Synthesis and Characterization of Magnetic Fe3O4/Reduced Graphene Oxide and its Application in Determination of Dopamine

An electrochemical sensor to determine dopamine in the human body was fabricated based on modified iron oxide/reduced graphene oxide/glassy carbon electrode (Fe3O4/r-GO/GCE). Determination of dopamine is significance nowadays as the abnormal level may cause various mental health diseases as well as Parkinson’s disease. The Fe3O4/r-GO nanocomposite was synthesized via Hummer’s method with a slight modification and characterized by Fourier transform infrared (FTIR), scanning electron microscopy (SEM), X-ray diffraction (XRD) and Brunauer Emmett-Teller (BET). The presence ofFe3O4 onto the surface of r-GO was confirmed by SEM analysis which shows the bulky porous sponge-like structure attached to an exfoliated sheet of r-GO. FTIR analysis proved the presence of the functional group in existing composites via oxidation process of graphene oxide and reduction process of reduced graphene oxide while the crystalline form of Fe3O4/r-GO was determined using XRD analysis.
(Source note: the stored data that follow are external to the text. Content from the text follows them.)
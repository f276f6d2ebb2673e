use std::collections::HashMap;

use axum::body::Bytes;
use axum::extract::{Query, State};
use axum::http::StatusCode;
use axum::routing::get;
use axum::{Json, Router};
use serde_json::{json, Value};
use tracing::info;

use crate::api::error::ApiError;
use crate::api::helpers::{optional_text, parse_body, reject_unknown_fields, Params};
use crate::api::types::AppState;
use crate::store::{current_timestamp, FeeRecord, PaymentMode};
use crate::summary::{parse_limit, recent_first};

pub const FEE_CREATED: &str = "Fee submitted successfully.";
pub const FEE_FIELDS_REQUIRED: &str = "All fee fields are required.";
const AMOUNT_INVALID: &str = "amount must be a positive number.";
/// Upper bound for a single payment. Keeps every sum over the fee log finite.
pub const MAX_FEE_AMOUNT: f64 = 10_000_000.0;

/// A fee submission that has passed validation.
#[derive(Debug, Clone, PartialEq)]
pub struct FeeSubmission {
    pub student_name: String,
    pub class_name: String,
    pub roll_no: String,
    pub amount: f64,
    pub payment_mode: PaymentMode,
}

impl FeeSubmission {
    pub const FIELDS: [&'static str; 5] =
        ["studentName", "className", "rollNo", "amount", "paymentMode"];

    pub fn from_params(params: &Params) -> Result<Self, ApiError> {
        reject_unknown_fields(params, &Self::FIELDS)?;

        let student_name = optional_text(params, "studentName")?;
        let class_name = optional_text(params, "className")?;
        let roll_no = optional_text(params, "rollNo")?;
        let amount = optional_amount(params.get("amount"))?;
        let payment_mode = optional_text(params, "paymentMode")?;

        let (
            Some(student_name),
            Some(class_name),
            Some(roll_no),
            Some(amount),
            Some(payment_mode),
        ) = (student_name, class_name, roll_no, amount, payment_mode)
        else {
            return Err(ApiError::validation(FEE_FIELDS_REQUIRED));
        };

        if !amount.is_finite() || amount <= 0.0 || amount > MAX_FEE_AMOUNT {
            return Err(ApiError::validation(AMOUNT_INVALID));
        }
        let Some(payment_mode) = PaymentMode::parse(&payment_mode) else {
            let labels: Vec<&str> = PaymentMode::ALL.iter().map(|m| m.as_str()).collect();
            return Err(ApiError::validation(format!(
                "paymentMode must be one of: {}.",
                labels.join(", ")
            )));
        };

        Ok(Self {
            student_name,
            class_name,
            roll_no,
            amount,
            payment_mode,
        })
    }
}

/// Numbers pass through; numeric strings are coerced. Absent, null, `""` and
/// the number `0` all count as missing.
fn optional_amount(v: Option<&Value>) -> Result<Option<f64>, ApiError> {
    match v {
        None | Some(Value::Null) => Ok(None),
        Some(Value::Number(n)) => match n.as_f64() {
            Some(a) if a == 0.0 => Ok(None),
            Some(a) => Ok(Some(a)),
            None => Err(ApiError::validation(AMOUNT_INVALID)),
        },
        Some(Value::String(s)) if s.is_empty() => Ok(None),
        Some(Value::String(s)) => s
            .trim()
            .parse::<f64>()
            .map(Some)
            .map_err(|_| ApiError::validation(AMOUNT_INVALID)),
        Some(_) => Err(ApiError::validation(AMOUNT_INVALID)),
    }
}

async fn handle_fees_list(
    State(state): State<AppState>,
    Query(query): Query<HashMap<String, String>>,
) -> Json<Value> {
    let limit = parse_limit(query.get("limit").map(String::as_str));
    let store = state.store.read().await;
    Json(json!({
        "fees": recent_first(store.fees(), limit),
        "total": store.fees().len(),
    }))
}

async fn handle_fees_submit(
    State(state): State<AppState>,
    body: Bytes,
) -> Result<(StatusCode, Json<Value>), ApiError> {
    let input = FeeSubmission::from_params(&parse_body(&body)?)?;

    let mut store = state.store.write().await;
    let fee = FeeRecord {
        id: store.next_fee_id(),
        student_name: input.student_name,
        class_name: input.class_name,
        roll_no: input.roll_no,
        amount: input.amount,
        payment_mode: input.payment_mode,
        submitted_at: current_timestamp(),
    };
    store.append_fee(fee.clone());
    info!(
        fee_id = %fee.id,
        amount = fee.amount,
        payment_mode = fee.payment_mode.as_str(),
        "fee recorded"
    );

    Ok((
        StatusCode::CREATED,
        Json(json!({ "message": FEE_CREATED, "fee": fee })),
    ))
}

pub fn routes() -> Router<AppState> {
    Router::new().route("/api/fees", get(handle_fees_list).post(handle_fees_submit))
}

#[cfg(test)]
mod tests {
    use super::*;

    fn submit(v: Value) -> Result<FeeSubmission, ApiError> {
        let Value::Object(params) = v else {
            panic!("object expected");
        };
        FeeSubmission::from_params(&params)
    }

    fn valid() -> Value {
        json!({
            "studentName": "A",
            "className": "8A",
            "rollNo": "1",
            "amount": 100,
            "paymentMode": "Cash"
        })
    }

    #[test]
    fn accepts_complete_submission() {
        let s = submit(valid()).expect("valid");
        assert_eq!(s.amount, 100.0);
        assert_eq!(s.payment_mode, PaymentMode::Cash);
        assert_eq!(s.roll_no, "1");
    }

    #[test]
    fn numeric_string_amount_is_coerced() {
        let mut v = valid();
        v["amount"] = json!("2500.50");
        assert_eq!(submit(v).expect("valid").amount, 2500.5);
    }

    #[test]
    fn each_missing_field_is_rejected() {
        for field in FeeSubmission::FIELDS {
            let mut v = valid();
            v.as_object_mut().expect("object").remove(field);
            assert_eq!(
                submit(v),
                Err(ApiError::validation(FEE_FIELDS_REQUIRED)),
                "{field}"
            );
        }
    }

    #[test]
    fn falsy_values_count_as_missing() {
        for (field, value) in [
            ("studentName", json!("")),
            ("rollNo", json!(null)),
            ("amount", json!(0)),
            ("amount", json!("")),
            ("paymentMode", json!("")),
        ] {
            let mut v = valid();
            v[field] = value;
            assert_eq!(
                submit(v),
                Err(ApiError::validation(FEE_FIELDS_REQUIRED)),
                "{field}"
            );
        }
    }

    #[test]
    fn bad_amounts_are_rejected() {
        for value in [json!(-5), json!("abc"), json!("0"), json!("inf"), json!(true)] {
            let mut v = valid();
            v["amount"] = value.clone();
            assert_eq!(
                submit(v),
                Err(ApiError::validation(AMOUNT_INVALID)),
                "{value}"
            );
        }
    }

    #[test]
    fn amount_above_cap_is_rejected() {
        let mut v = valid();
        v["amount"] = json!(MAX_FEE_AMOUNT);
        assert_eq!(submit(v).expect("at cap").amount, MAX_FEE_AMOUNT);

        for value in [json!(1e308), json!("1e308"), json!(MAX_FEE_AMOUNT + 0.01)] {
            let mut v = valid();
            v["amount"] = value.clone();
            assert_eq!(
                submit(v),
                Err(ApiError::validation(AMOUNT_INVALID)),
                "{value}"
            );
        }
    }

    #[test]
    fn unknown_mode_and_fields_are_rejected() {
        let mut v = valid();
        v["paymentMode"] = json!("Cheque");
        assert!(matches!(
            submit(v),
            Err(ApiError::Validation(m)) if m.contains("UPI, Cash, Card, NetBanking")
        ));

        let mut v = valid();
        v["discount"] = json!(10);
        assert_eq!(
            submit(v),
            Err(ApiError::validation("Unknown field(s): discount."))
        );
    }

    #[test]
    fn mistyped_text_field_is_rejected() {
        let mut v = valid();
        v["rollNo"] = json!(1);
        assert_eq!(
            submit(v),
            Err(ApiError::validation("rollNo must be a string."))
        );
    }
}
The diffraction peaks index to the cubic phase was noticeable indicating the successful crystallization of the composites. The catalytic activity of bare GCE and modified GCE (Fe3O4/r-GO/ GCE) were observed using electrochemical characterization of cyclic voltammetry, differential pulse voltammetry (DPV) and electrochemical impedance spectroscopy (EIS) with optimum pH of 7, a concentration of 100 μM, and the scan rate of 250 mV s-1. The observed DPV response linearly depends on dopamine concentration in the range of 20-100 μM, with correlation coefficients of 0.9876. The detection limit obtained for the real sample analysis was found to be 0.569 μM while the limit of quantitation was 1.897 μM. The percentage of recovery, repeatability and reproducibility was 113, 82.81 and 7.19 %, respectively.